It's a breathtaking sunrise we watch at Janiculum Hills that will last forever in my eyes
Perjalanan kami kali ini berbeda. Berangkat pukul tujuh pagi membawa kami sampai di Roma pukul dua malam. Hari sama-sama telah berganti, tetapi kegiatan penduduknya jauh berbeda. Berlaku aneh sekali saja di negara orang dan kata-kata Soma mungkin akan terwujud. Salju terhampar seperti bubuk deterjen di jalanan dekat Colosseum. Pohon-pohon meringkuk di bawah hamparan salju itu, kelihatan setengah tangguh dan setengah bingung.
"Sini," kata Soma. "Aku tahu penginapan yang ramah untuk kantong kita."
"Euromu masih?" tanyaku sambil meraba uang dari mantel hitamku. Aku punya 500 ribu rupiah dari tabungan dan menumpuk utang pada Soma terasa semakin mengganjal sekarang.

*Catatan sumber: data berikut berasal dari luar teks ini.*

//! Materialized feed repository.

use std::sync::Arc;

use crate::entities::{feed, Feed};
use outpost_common::{AppError, AppResult};
use sea_orm::{
    ActiveModelTrait, ColumnTrait, DatabaseConnection, EntityTrait, QueryFilter, QueryOrder,
    QuerySelect,
};

#[derive(Clone)]
pub struct FeedRepository {
    db: Arc<DatabaseConnection>,
}

impl FeedRepository {
    #[must_use]
    pub const fn new(db: Arc<DatabaseConnection>) -> Self {
        Self { db }
    }

    pub async fn insert(&self, model: feed::ActiveModel) -> AppResult<feed::Model> {
        model
            .insert(self.db.as_ref())
            .await
            .map_err(|e| AppError::Database(e.to_string()))
    }

    pub async fn find_for_owner(
        &self,
        owner_id: &str,
        limit: u64,
        until_id: Option<i64>,
    ) -> AppResult<Vec<feed::Model>> {
        let mut query = Feed::find()
            .filter(feed::Column::OwnerId.eq(owner_id))
            .order_by_desc(feed::Column::Id);
        if let Some(until) = until_id {
            query = query.filter(feed::Column::Id.lt(until));
        }
        query
            .limit(limit)
            .all(self.db.as_ref())
            .await
            .map_err(|e| AppError::Database(e.to_string()))
    }

    /// All of `owner_id`'s feed rows, unpaginated — used to sweep rows for
    /// a single author out after that author is unfollowed.
    pub async fn find_all_for_owner(&self, owner_id: &str) -> AppResult<Vec<feed::Model>> {
        Feed::find()
            .filter(feed::Column::OwnerId.eq(owner_id))
            .all(self.db.as_ref())
            .await
            .map_err(|e| AppError::Database(e.to_string()))
    }

    pub async fn delete(&self, id: i64) -> AppResult<()> {
        Feed::delete_by_id(id)
            .exec(self.db.as_ref())
            .await
            .map_err(|e| AppError::Database(e.to_string()))?;
        Ok(())
    }
}
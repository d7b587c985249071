//! The Gemini-style line protocol's response side (spec.md §6): a status
//! code, a one-line meta, and an optional body, rendered as
//! `<code> <meta>\r\n[body]`.

use outpost_common::AppError;

/// A response status code.
#[derive(Debug, Clone, Copy, PartialEq, Eq)]
pub enum StatusCode {
    /// `10` — the client should prompt for input and resubmit with it as
    /// the query string.
    Input,
    /// `20` — success; `meta` carries the body's MIME type.
    Success,
    /// `30` — redirect; `meta` carries the new path.
    Redirect,
    /// `40` — temporary failure; `meta` carries a human-readable reason.
    TemporaryFailure,
}

impl StatusCode {
    const fn as_u8(self) -> u8 {
        match self {
            Self::Input => 10,
            Self::Success => 20,
            Self::Redirect => 30,
            Self::TemporaryFailure => 40,
        }
    }
}

/// A fully-formed response line (and optional body) for one request.
#[derive(Debug, Clone)]
pub struct Response {
    pub status: StatusCode,
    pub meta: String,
    pub body: Option<String>,
}

impl Response {
    #[must_use]
    pub fn input(prompt: impl Into<String>) -> Self {
        Self {
            status: StatusCode::Input,
            meta: prompt.into(),
            body: None,
        }
    }

    #[must_use]
    pub fn success(body: impl Into<String>) -> Self {
        Self {
            status: StatusCode::Success,
            meta: "text/plain".to_string(),
            body: Some(body.into()),
        }
    }

    #[must_use]
    pub fn success_with_type(mime: impl Into<String>, body: impl Into<String>) -> Self {
        Self {
            status: StatusCode::Success,
            meta: mime.into(),
            body: Some(body.into()),
        }
    }

    #[must_use]
    pub fn redirect(path: impl Into<String>) -> Self {
        Self {
            status: StatusCode::Redirect,
            meta: path.into(),
            body: None,
        }
    }

    #[must_use]
    pub fn failure(reason: impl Into<String>) -> Self {
        Self {
            status: StatusCode::TemporaryFailure,
            meta: reason.into(),
            body: None,
        }
    }

    /// Renders the full wire form: `<code> <meta>\r\n` followed by the body
    /// (if any) verbatim.
    #[must_use]
    pub fn render(&self) -> String {
        let mut out = format!("{} {}\r\n", self.status.as_u8(), self.meta);
        if let Some(body) = &self.body {
            out.push_str(body);
        }
        out
    }
}

impl From<AppError> for Response {
    /// Every core/repository error becomes a `40` line; spec.md §7 treats
    /// input errors as never-retried and never logged at error level, which
    /// is exactly what `AppError::gemini_line` already renders for the
    /// JSON-API surface's sibling path.
    fn from(err: AppError) -> Self {
        Self::failure(err.to_string())
    }
}

#[cfg(test)]
mod tests {
    use super::*;

    #[test]
    fn success_renders_code_and_body() {
        let r = Response::success("hello");
        assert_eq!(r.render(), "20 text/plain\r\nhello");
    }

    #[test]
    fn failure_has_no_body() {
        let r = Response::failure("Post not found");
        assert_eq!(r.render(), "40 Post not found\r\n");
    }

    #[test]
    fn input_prompts_without_body() {
        let r = Response::input("Reply text?");
        assert_eq!(r.render(), "10 Reply text?\r\n");
    }
}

"Masih." Dia menoleh ke belakang di waktu yang tepat saat aku mengeluarkan lembaran uang seratus ribu. Matanya yang datar jadi makin datar lagi; tadi sedatar aspal, sekarang sedatar penggaris. "Simpan itu, sudah kubilang berulang kali."

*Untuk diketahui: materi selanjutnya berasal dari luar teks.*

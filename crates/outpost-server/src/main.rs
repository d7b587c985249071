//! outpost server entry point: boots the database, the `ActivityPub` HTTP
//! surface, the federation workers, and the Gemini-style text listener as
//! one process (spec.md §1/§5 — "a single process owns a single database
//! file").

use std::collections::HashSet;
use std::net::SocketAddr;
use std::sync::Arc;

use axum::{
    routing::{get, post},
    Router,
};
use chrono::Duration as ChronoDuration;
use outpost_common::Config;
use outpost_core::services::{
    AudienceService, FeedService, FollowingService, HashtagService, NoteService, OutboxDelivery,
    PollService, ShareService,
};
use outpost_db::repositories::{
    DeliveryRepository, FeedRepository, FollowRequestRepository, FollowingRepository,
    HashtagRepository, InboxRepository, NoteRepository, OutboxRepository, PersonKeypairRepository,
    PersonRepository, PollRepository, PollVoteRepository, ShareRepository,
};
use outpost_federation::{
    cache::RemoteActorCache,
    client::ApClient,
    handler::{
        followers_handler, following_handler, inbox_handler, nodeinfo_2_1, outbox_handler,
        user_handler, user_inbox_handler, webfinger_handler, well_known_nodeinfo, CollectionState,
        InboxState, NodeInfoState, UserApState, WebfingerState,
    },
};
use outpost_queue::{dispatcher::DispatchContext, retry::RetryConfig, workers::{DeliveryWorker, InboxPoller, PollPoller}};
use outpost_text::TextContext;
use sea_orm::DatabaseConnection;
use tokio::io::{AsyncBufReadExt, AsyncWriteExt, BufReader};
use tokio::net::TcpListener;
use tokio::signal;
use tokio::sync::watch;
use tower_http::{
    cors::{Any, CorsLayer},
    trace::TraceLayer,
};
use tracing::{error, info, warn};
use tracing_subscriber::{layer::SubscriberExt, util::SubscriberInitExt};
use url::Url;

/// Waits for a shutdown signal (SIGINT or SIGTERM).
async fn shutdown_signal(cancel: watch::Sender<bool>) {
    let ctrl_c = async {
        signal::ctrl_c()
            .await
            .expect("failed to install Ctrl+C handler");
    };

    #[cfg(unix)]
    let terminate = async {
        signal::unix::signal(signal::unix::SignalKind::terminate())
            .expect("failed to install signal handler")
            .recv()
            .await;
    };

    #[cfg(not(unix))]
    let terminate = std::future::pending::<()>();

    tokio::select! {
        () = ctrl_c => {
            info!("Received SIGINT, initiating graceful shutdown...");
        },
        () = terminate => {
            info!("Received SIGTERM, initiating graceful shutdown...");
        },
    }
    let _ = cancel.send(true);
}

#[tokio::main]
async fn main() -> Result<(), Box<dyn std::error::Error>> {
    tracing_subscriber::registry()
        .with(tracing_subscriber::fmt::layer())
        .with(
            tracing_subscriber::EnvFilter::try_from_default_env()
                .unwrap_or_else(|_| "outpost=debug,tower_http=debug".into()),
        )
        .init();

    info!("Starting outpost server...");

    let config = Config::load()?;

    let db = outpost_db::init(&config).await?;
    info!("Connected to database");

    info!("Running database migrations...");
    outpost_db::migrate(&db).await?;
    info!("Migrations completed");

    let db: Arc<DatabaseConnection> = Arc::new(db);

    let base_url = Url::parse(&format!("https://{}", config.federation.domain))?;
    let server_url = base_url.to_string().trim_end_matches('/').to_string();

    // === Repositories ===
    let person_repo = PersonRepository::new(Arc::clone(&db));
    let keypair_repo = PersonKeypairRepository::new(Arc::clone(&db));
    let note_repo = NoteRepository::new(Arc::clone(&db));
    let following_repo = FollowingRepository::new(Arc::clone(&db));
    let follow_request_repo = FollowRequestRepository::new(Arc::clone(&db));
    let hashtag_repo = HashtagRepository::new(Arc::clone(&db));
    let feed_repo = FeedRepository::new(Arc::clone(&db));
    let poll_repo = PollRepository::new(Arc::clone(&db));
    let poll_vote_repo = PollVoteRepository::new(Arc::clone(&db));
    let share_repo = ShareRepository::new(Arc::clone(&db));
    let outbox_repo = OutboxRepository::new(Arc::clone(&db));
    let delivery_repo = DeliveryRepository::new(Arc::clone(&db));
    let inbox_repo = InboxRepository::new(Arc::clone(&db));

    // === Federation client and cache ===
    let ap_client = Arc::new(ApClient::new(&server_url));
    let remote_cache = RemoteActorCache::new();

    // === Delivery and core services ===
    let delivery: outpost_core::services::DeliveryService = Arc::new(OutboxDelivery::new(
        outbox_repo.clone(),
        delivery_repo.clone(),
    ));

    let note_service = NoteService::new(
        note_repo.clone(),
        person_repo.clone(),
        following_repo.clone(),
        hashtag_repo.clone(),
        share_repo.clone(),
        ChronoDuration::from_std(config.federation.post_throttle_unit)
            .unwrap_or_else(|_| ChronoDuration::seconds(1)),
        ChronoDuration::from_std(config.federation.edit_throttle_unit)
            .unwrap_or_else(|_| ChronoDuration::seconds(1)),
        config.federation.max_posts_length,
        config.federation.max_recipients,
    )
    .with_delivery(delivery.clone(), server_url.clone());

    let following_service = FollowingService::with_delivery(
        following_repo.clone(),
        follow_request_repo.clone(),
        person_repo.clone(),
        delivery.clone(),
        server_url.clone(),
    );

    let poll_service = PollService::new(poll_repo.clone(), poll_vote_repo.clone());

    let hashtag_service = HashtagService::new(hashtag_repo.clone(), note_repo.clone());

    let feed_service = FeedService::new(feed_repo, following_repo.clone(), note_repo.clone());

    let audience_service = AudienceService::new(following_repo.clone());

    let share_service = ShareService::new(
        share_repo.clone(),
        note_repo.clone(),
        person_repo.clone(),
        following_repo.clone(),
        ChronoDuration::from_std(config.federation.share_throttle_unit)
            .unwrap_or_else(|_| ChronoDuration::seconds(1)),
    )
    .with_delivery(delivery.clone(), server_url.clone());

    // === Federation dispatch context (inbox admission, shared by InboxPoller) ===
    let block_list: HashSet<String> = config.federation.load_block_list().unwrap_or_else(|e| {
        warn!(error = %e, "failed to load block list, continuing with an empty one");
        HashSet::new()
    });

    let dispatch_ctx = DispatchContext::new(
        person_repo.clone(),
        note_repo.clone(),
        poll_repo.clone(),
        poll_vote_repo.clone(),
        following_repo.clone(),
        follow_request_repo.clone(),
        share_repo.clone(),
        hashtag_repo.clone(),
        following_service.clone(),
        poll_service.clone(),
        feed_service.clone(),
        delivery.clone(),
        Arc::clone(&ap_client),
        Arc::new(block_list),
        config.federation.max_forwarding_depth,
        config.federation.accept_forwarded_deletes,
    );

    // === ActivityPub HTTP surface ===
    let webfinger_state = WebfingerState::new(
        config.federation.domain.clone(),
        person_repo.clone(),
        base_url.clone(),
    );
    let nodeinfo_state = NodeInfoState::new(
        base_url.clone(),
        config.federation.domain.clone(),
        String::new(),
        env!("CARGO_PKG_VERSION").to_string(),
        person_repo.clone(),
        note_repo.clone(),
    );
    let user_ap_state = UserApState::new(person_repo.clone(), keypair_repo.clone(), base_url.clone());
    let collection_state = CollectionState::new(
        person_repo.clone(),
        note_repo.clone(),
        following_repo.clone(),
        poll_repo.clone(),
        base_url.clone(),
    );
    let inbox_state = InboxState {
        person_repo: person_repo.clone(),
        inbox_repo: inbox_repo.clone(),
        cache: remote_cache,
        client: Arc::clone(&ap_client),
    };

    let app = Router::new()
        .route(
            "/.well-known/webfinger",
            get(webfinger_handler).with_state(webfinger_state),
        )
        .route(
            "/.well-known/nodeinfo",
            get(well_known_nodeinfo).with_state(nodeinfo_state.clone()),
        )
        .route("/nodeinfo/2.1", get(nodeinfo_2_1).with_state(nodeinfo_state))
        .route("/users/{username}", get(user_handler).with_state(user_ap_state))
        .route(
            "/users/{username}/outbox",
            get(outbox_handler).with_state(collection_state.clone()),
        )
        .route(
            "/users/{username}/followers",
            get(followers_handler).with_state(collection_state.clone()),
        )
        .route(
            "/users/{username}/following",
            get(following_handler).with_state(collection_state),
        )
        .route("/inbox", post(inbox_handler).with_state(inbox_state.clone()))
        .route(
            "/users/{username}/inbox",
            post(user_inbox_handler).with_state(inbox_state),
        )
        .layer(TraceLayer::new_for_http())
        .layer(
            CorsLayer::new()
                .allow_origin(Any)
                .allow_methods(Any)
                .allow_headers(Any),
        );

    // === Background workers ===
    let (cancel_tx, cancel_rx) = watch::channel(false);

    let inbox_poller = InboxPoller {
        inbox_repo: inbox_repo.clone(),
        dispatch_ctx,
        poll_interval: std::time::Duration::from_secs(1),
        lease_secs: 30,
        batch_size: 16,
        retry: RetryConfig {
            max_retries: config.federation.delivery_retry_max,
            ..RetryConfig::default()
        },
    };
    tokio::spawn(inbox_poller.run(cancel_rx.clone()));

    for worker_id in 0..config.federation.delivery_workers.max(1) {
        let delivery_worker = DeliveryWorker {
            delivery_repo: delivery_repo.clone(),
            outbox_repo: outbox_repo.clone(),
            keypair_repo: keypair_repo.clone(),
            client: Arc::clone(&ap_client),
            retry: RetryConfig {
                max_retries: config.federation.delivery_retry_max,
                ..RetryConfig::default()
            },
            poll_interval: std::time::Duration::from_secs(2),
            lease_secs: 60,
            batch_size: 16,
        };
        info!(worker_id, "starting delivery worker");
        tokio::spawn(delivery_worker.run(cancel_rx.clone()));
    }

    let poll_poller = PollPoller {
        poll_repo: poll_repo.clone(),
        poll_interval: std::time::Duration::from_secs(30),
    };
    tokio::spawn(poll_poller.run(cancel_rx.clone()));

    // === Gemini-style text interface ===
    let text_ctx = TextContext {
        note_service,
        following_service,
        poll_service,
        hashtag_service,
        feed_service,
        audience_service,
        share_service,
        person_repo,
        note_repo,
        ap_client,
        domain: config.federation.domain.clone(),
        max_bio_length: config.federation.max_bio_length,
    };
    let text_addr = SocketAddr::from(([0, 0, 0, 0], config.server.text_port));
    tokio::spawn(run_text_listener(text_ctx, text_addr, cancel_rx.clone()));

    // === HTTP server with graceful shutdown ===
    let addr = SocketAddr::from((
        config
            .server
            .host
            .parse::<std::net::IpAddr>()
            .unwrap_or_else(|_| std::net::IpAddr::from([0, 0, 0, 0])),
        config.server.port,
    ));
    info!("Listening on {}", addr);

    let listener = tokio::net::TcpListener::bind(addr).await?;
    axum::serve(listener, app)
        .with_graceful_shutdown(shutdown_signal(cancel_tx))
        .await?;

    info!("Server shutdown complete");
    Ok(())
}

/// Accepts plain-TCP connections on the Gemini-style text port, reads one
/// request line per connection, and writes back a rendered [`Response`].
///
/// spec.md §1 scopes the TLS listener and client-certificate → local-actor
/// mapping as an external collaborator "reimplemented straightforwardly
/// once the core is correct." This listener is that straightforward
/// placeholder: every connection is anonymous (`caller = None`), so
/// authenticated `/users/*` verbs always answer "Authentication required"
/// until a TLS front end that resolves a client certificate to a
/// `person::Model` is wired in ahead of it.
async fn run_text_listener(ctx: TextContext, addr: SocketAddr, mut cancel: watch::Receiver<bool>) {
    let listener = match TcpListener::bind(addr).await {
        Ok(l) => l,
        Err(e) => {
            error!(error = %e, "text listener: failed to bind");
            return;
        }
    };
    info!(%addr, "text listener: listening");

    loop {
        tokio::select! {
            accepted = listener.accept() => {
                let (socket, peer) = match accepted {
                    Ok(pair) => pair,
                    Err(e) => {
                        warn!(error = %e, "text listener: accept failed");
                        continue;
                    }
                };
                let ctx = ctx.clone();
                tokio::spawn(async move {
                    if let Err(e) = serve_text_connection(&ctx, socket).await {
                        warn!(error = %e, %peer, "text listener: connection failed");
                    }
                });
            }
            result = cancel.changed() => {
                if result.is_err() || *cancel.borrow() {
                    break;
                }
            }
        }
    }
    info!("text listener: stopped");
}

async fn serve_text_connection(
    ctx: &TextContext,
    mut socket: tokio::net::TcpStream,
) -> std::io::Result<()> {
    let (read_half, mut write_half) = socket.split();
    let mut reader = BufReader::new(read_half);
    let mut line = String::new();
    reader.read_line(&mut line).await?;

    let response = outpost_text::route(ctx, None, line.trim_end()).await;
    write_half.write_all(response.render().as_bytes()).await?;
    write_half.flush().await
}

"Aku nggak mau berutang padamu, Soma. Pada semua orang, pada siapa pun," jawabku ketus. Kami terpisah sekitar satu meter. Dia mulai berhenti melangkah dan menghela napas dalam-dalam. Uap putih mengepul, melengkung dan menggulung-gulung ke belakang. Rambutnya hitam sekali di bawah langit berawan tebal, disandingkan dengan latar dinding krim kecokelatan Colosseum.
"Ya, tapi utangmu bukan lagi soal uang sekarang."
"Apa?"
"Kamu bayangkan aja. Kita melakukan perjalanan ini, yang sangat mustahil di nalar manusia lain. Tanpa pesawat, tanpa sayap, tanpa melewatkan waktu barang semenit pun. Menurutmu, uangkah yang sanggup membayarnya?"
Begitu pula dengan biaya pom bensin itu. "Maka?"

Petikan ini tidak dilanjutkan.